O desafio multigeracional é muito relevante. Todas as empresas vão ter de encontrar o equilíbrio entre o vigor, a energia e a abertura do jovem com o conhecimento das pessoas mais experientes. Ninguém mais vai se aposentar aos 50 anos, as pessoas têm muito tempo pela frente. O maior desafio que temos é conseguir desenvolver jovens e maduros, tirando o melhor dessa convivência – ainda mais porque hoje, temos um desafio de atração do jovem. Ela não compromete nossa operação, mas é cada dia mais desafiadora. Hoje, concorremos com o Rappi, com o iFood, com o jovem que no início de carreira antes trabalharia na fábrica, mas hoje entende que tem benefícios atuando como entregador. Vamos ter que repensar nossos modelos, nossa jornada, nossos benefícios, para sermos de fato mais atrativos para alguns públicos.
Para fechar, Cristiane: você tem alguma dica de leitura ou podcast?

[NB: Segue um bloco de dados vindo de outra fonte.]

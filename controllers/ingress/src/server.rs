//! Controller HTTP endpoint: `/healthz` for probes and `/metrics` for
//! Prometheus when enabled.

use crate::metrics;
use axum::Router;
use axum::http::{StatusCode, header};
use axum::response::IntoResponse;
use axum::routing::get;
use std::net::SocketAddr;
use tokio::net::TcpListener;
use tokio_util::sync::CancellationToken;
use tower_http::trace::TraceLayer;
use tracing::{info, warn};

/// Builds the router. `/metrics` is only mounted when `prometheus` is set.
pub fn router(prometheus: bool) -> Router {
    let mut router = Router::new().route("/healthz", get(healthz));
    if prometheus {
        router = router.route("/metrics", get(metrics_text));
    }
    router.layer(TraceLayer::new_for_http())
}

async fn healthz() -> StatusCode {
    StatusCode::OK
}

async fn metrics_text() -> impl IntoResponse {
    match metrics::gather_text() {
        Ok(body) => (
            StatusCode::OK,
            [(header::CONTENT_TYPE, "text/plain; version=0.0.4")],
            body,
        )
            .into_response(),
        Err(e) => {
            warn!("failed to encode metrics: {}", e);
            StatusCode::INTERNAL_SERVER_ERROR.into_response()
        }
    }
}

/// Serves on `port` until `cancel` fires.
pub async fn serve(port: u16, prometheus: bool, cancel: CancellationToken) -> std::io::Result<()> {
    let addr = SocketAddr::from(([0, 0, 0, 0], port));
    let listener = TcpListener::bind(addr).await?;
    info!(address = %addr, prometheus, "controller endpoint listening");

    axum::serve(listener, router(prometheus))
        .with_graceful_shutdown(async move { cancel.cancelled().await })
        .await?;

    info!("controller endpoint stopped");
    Ok(())
}

#[cfg(test)]
mod tests {
    use super::*;
    use axum::body::{Body, to_bytes};
    use axum::http::Request;
    use tower::ServiceExt;

    async fn get_path(router: Router, path: &str) -> (StatusCode, String) {
        let response = router
            .oneshot(Request::builder().uri(path).body(Body::empty()).unwrap())
            .await
            .unwrap();
        let status = response.status();
        let body = to_bytes(response.into_body(), usize::MAX).await.unwrap();
        (status, String::from_utf8(body.to_vec()).unwrap())
    }

    #[tokio::test]
    async fn test_healthz_always_served() {
        let (status, _) = get_path(router(false), "/healthz").await;
        assert_eq!(status, StatusCode::OK);
    }

    #[tokio::test]
    async fn test_metrics_only_when_enabled() {
        let (status, _) = get_path(router(false), "/metrics").await;
        assert_eq!(status, StatusCode::NOT_FOUND);

        metrics::init().unwrap();
        metrics::record_reload();
        let (status, body) = get_path(router(true), "/metrics").await;
        assert_eq!(status, StatusCode::OK);
        assert!(body.contains("haproxy_ingress_reloads_total"));
    }
}
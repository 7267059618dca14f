//! Mock RuntimeClient for unit testing
//!
//! Records every runtime command instead of talking to HAProxy. Failures
//! can be injected per command prefix to exercise the reload fallback.

use crate::error::HAProxyError;
use crate::runtime::{map_payload, ServerState};
use crate::runtime_trait::RuntimeClientTrait;
use std::collections::HashMap;
use std::sync::{Arc, Mutex};

/// Mock RuntimeClient for testing
#[derive(Clone, Debug, Default)]
pub struct MockRuntimeClient {
    pub(crate) commands: Arc<Mutex<Vec<String>>>,
    pub(crate) failures: Arc<Mutex<Vec<String>>>,
    pub(crate) maps: Arc<Mutex<HashMap<String, Vec<(String, String)>>>>,
    pub(crate) servers_state: Arc<Mutex<String>>,
}

impl MockRuntimeClient {
    /// Create a new mock client
    pub fn new() -> Self {
        Self::default()
    }

    /// Commands whose text starts with `prefix` fail with a runtime error
    pub fn fail_on(&self, prefix: impl Into<String>) {
        if let Ok(mut failures) = self.failures.lock() {
            failures.push(prefix.into());
        }
    }

    /// Removes every injected failure
    pub fn clear_failures(&self) {
        if let Ok(mut failures) = self.failures.lock() {
            failures.clear();
        }
    }

    /// Output returned by `show servers state`
    pub fn set_servers_state(&self, state: impl Into<String>) {
        if let Ok(mut servers_state) = self.servers_state.lock() {
            *servers_state = state.into();
        }
    }

    /// Every command received so far, in order
    pub fn commands(&self) -> Vec<String> {
        self.commands.lock().map(|c| c.clone()).unwrap_or_default()
    }

    /// Forgets recorded commands
    pub fn clear_commands(&self) {
        if let Ok(mut commands) = self.commands.lock() {
            commands.clear();
        }
    }

    /// Last content pushed to a map
    pub fn map(&self, map_file: &str) -> Option<Vec<(String, String)>> {
        self.maps.lock().ok().and_then(|maps| maps.get(map_file).cloned())
    }

    fn record(&self, command: String) -> Result<String, HAProxyError> {
        let failed = self
            .failures
            .lock()
            .map(|failures| failures.iter().any(|prefix| command.starts_with(prefix.as_str())))
            .unwrap_or(false);
        if let Ok(mut commands) = self.commands.lock() {
            commands.push(command.clone());
        }
        if failed {
            return Err(HAProxyError::Runtime(format!("injected failure: {command}")));
        }
        Ok(String::new())
    }
}

#[async_trait::async_trait]
impl RuntimeClientTrait for MockRuntimeClient {
    async fn execute(&self, command: &str) -> Result<String, HAProxyError> {
        self.record(command.to_string())
    }

    async fn set_server_addr(&self, backend: &str, server: &str, address: &str, port: u16) -> Result<(), HAProxyError> {
        self.record(format!("set server {backend}/{server} addr {address} port {port}"))
            .map(|_| ())
    }

    async fn set_server_state(&self, backend: &str, server: &str, state: ServerState) -> Result<(), HAProxyError> {
        self.record(format!("set server {backend}/{server} state {}", state.as_str()))
            .map(|_| ())
    }

    async fn set_map_content(&self, map_file: &str, rows: &[(String, String)]) -> Result<(), HAProxyError> {
        self.record(format!("clear map {map_file}"))?;
        if !rows.is_empty() {
            self.record(format!("add map {map_file} <<\n{}\n", map_payload(rows)))?;
        }
        if let Ok(mut maps) = self.maps.lock() {
            maps.insert(map_file.to_string(), rows.to_vec());
        }
        Ok(())
    }

    async fn show_map(&self, map_file: &str) -> Result<Vec<(String, String)>, HAProxyError> {
        self.record(format!("show map {map_file}"))?;
        Ok(self.map(map_file).unwrap_or_default())
    }

    async fn show_servers_state(&self) -> Result<String, HAProxyError> {
        self.record("show servers state".to_string())?;
        Ok(self.servers_state.lock().map(|s| s.clone()).unwrap_or_default())
    }
}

Ultimamente, sou a louca dos podcasts – e também dos audiolivros, que comecei a testar recentemente. Um trabalho que eu gosto muito é o do Conrado Schlochauer, um estudioso de aprendizagem que já escreveu vários livros sobre aprendizagem. Os dois livros que eu indico dele são o Lifelong Learners e o Aprendizado Incidental, que estão na minha cabeceira neste momento e têm muito a ver com o que conversamos ao longo da entrevista.